Essencialmente, o CRISPR de ocorrência natural fornece uma capacidade de busca e destruição de células. Nas bactérias, o CRISPR trabalha transcrevendo sequências espaçadoras que identificam o DNA do vírus alvo. Uma das enzimas produzidas pela célula (por exemplo, Cas9) se liga ao DNA alvo e o corta, desligando o gene alvo e desativando o vírus.

No laboratório, Cas9 ou outra enzima corta o DNA, enquanto o CRISPR diz onde recortar. Em vez de usar assinaturas virais, os pesquisadores personalizam os espaçadores CRISPR para buscar genes de interesse. Os cientistas modificaram o Cas9 e outras proteínas, como o Cpf1, para que possam cortar ou ativar um gene. Ligar e desligar um gene facilita para os cientistas o estudo da função de um gene. Cortar uma sequência de DNA facilita a substituição por uma sequência diferente.
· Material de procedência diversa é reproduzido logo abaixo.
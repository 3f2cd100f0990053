use crate::app::models::Verbosity;
use anyhow::{Context, Result};
use env_logger::{Logger, Target, WriteStyle};
use log::{Level, LevelFilter, Log, Metadata, Record};
use std::fs::{self, OpenOptions};
use std::io::Write;
use std::path::{Path, PathBuf};

/// Everything at or above this level reaches the log file.
const FILE_LEVEL: LevelFilter = LevelFilter::Debug;

/// Sends every record to the console logger and the run's log file logger.
struct DualLogger {
    console: Logger,
    file: Logger,
}

impl Log for DualLogger {
    fn enabled(&self, metadata: &Metadata) -> bool {
        self.console.enabled(metadata) || self.file.enabled(metadata)
    }

    fn log(&self, record: &Record) {
        self.console.log(record);
        self.file.log(record);
    }

    fn flush(&self) {
        self.console.flush();
        self.file.flush();
    }
}

/// Handle for the logging set up at the start of a run.
#[derive(Debug)]
pub struct LogContext {
    log_file: PathBuf,
}

impl LogContext {
    /// Installs the console and file sinks. Call once, before any conversion work.
    pub fn init(verbosity: Verbosity, log_dir: &Path) -> Result<Self> {
        fs::create_dir_all(log_dir)
            .with_context(|| format!("Failed to create log folder {}", log_dir.display()))?;

        let stamp = chrono::Local::now().format("%Y%m%d-%H%M%S");
        let log_file = log_dir.join(format!("chalkdust-{stamp}.log"));
        let file = OpenOptions::new()
            .create(true)
            .append(true)
            .open(&log_file)
            .with_context(|| format!("Failed to open log file {}", log_file.display()))?;

        let console = env_logger::Builder::new()
            .filter_level(LevelFilter::Warn)
            .filter_module(env!("CARGO_CRATE_NAME"), verbosity.level_filter())
            .target(Target::Stdout)
            .format(|buf, record| match record.level() {
                Level::Info => writeln!(buf, "{}", record.args()),
                level => writeln!(buf, "{}: {}", level.as_str().to_lowercase(), record.args()),
            })
            .build();

        let file = env_logger::Builder::new()
            .filter_level(LevelFilter::Warn)
            .filter_module(env!("CARGO_CRATE_NAME"), FILE_LEVEL)
            .target(Target::Pipe(Box::new(file)))
            .write_style(WriteStyle::Never)
            .format(|buf, record| {
                writeln!(
                    buf,
                    "{} [{}] {}",
                    chrono::Local::now().format("%Y-%m-%d %H:%M:%S"),
                    record.level(),
                    record.args()
                )
            })
            .build();

        let max_level = console.filter().max(file.filter());
        log::set_boxed_logger(Box::new(DualLogger { console, file }))
            .context("Logging was already initialized")?;
        log::set_max_level(max_level);

        log::debug!("Logging to {}", log_file.display());
        Ok(Self { log_file })
    }

    pub fn log_file(&self) -> &Path {
        &self.log_file
    }

    /// Flushes both sinks at the end of a run.
    pub fn finish(self) {
        log::logger().flush();
    }
}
O CRISPR não é a primeira ferramenta de edição de genes na caixa de ferramentas do biólogo molecular. Outras técnicas para edição de genes incluem nucleases de dedo de zinco (ZFN), nucleases efetoras do tipo ativador de transcrição (TALENs) e meganucleases de engenharia a partir de elementos genéticos móveis. O CRISPR é uma técnica versátil porque é econômica, permite uma grande variedade de destinos e pode segmentar locais inacessíveis a outras técnicas. Mas, o principal motivo disso é que é incrivelmente simples de projetar e usar. Tudo o que é necessário é um local alvo de 20 nucleotídeos, que pode ser feito construindo um guia. O mecanismo e as técnicas são tão fáceis de entender e usar que estão se tornando padrão nos currículos de graduação em biologia.

Os pesquisadores usam o CRISPR para criar modelos de células e animais para identificar genes que causam doenças, desenvolver terapias genéticas e projetar organismos para ter características desejáveis.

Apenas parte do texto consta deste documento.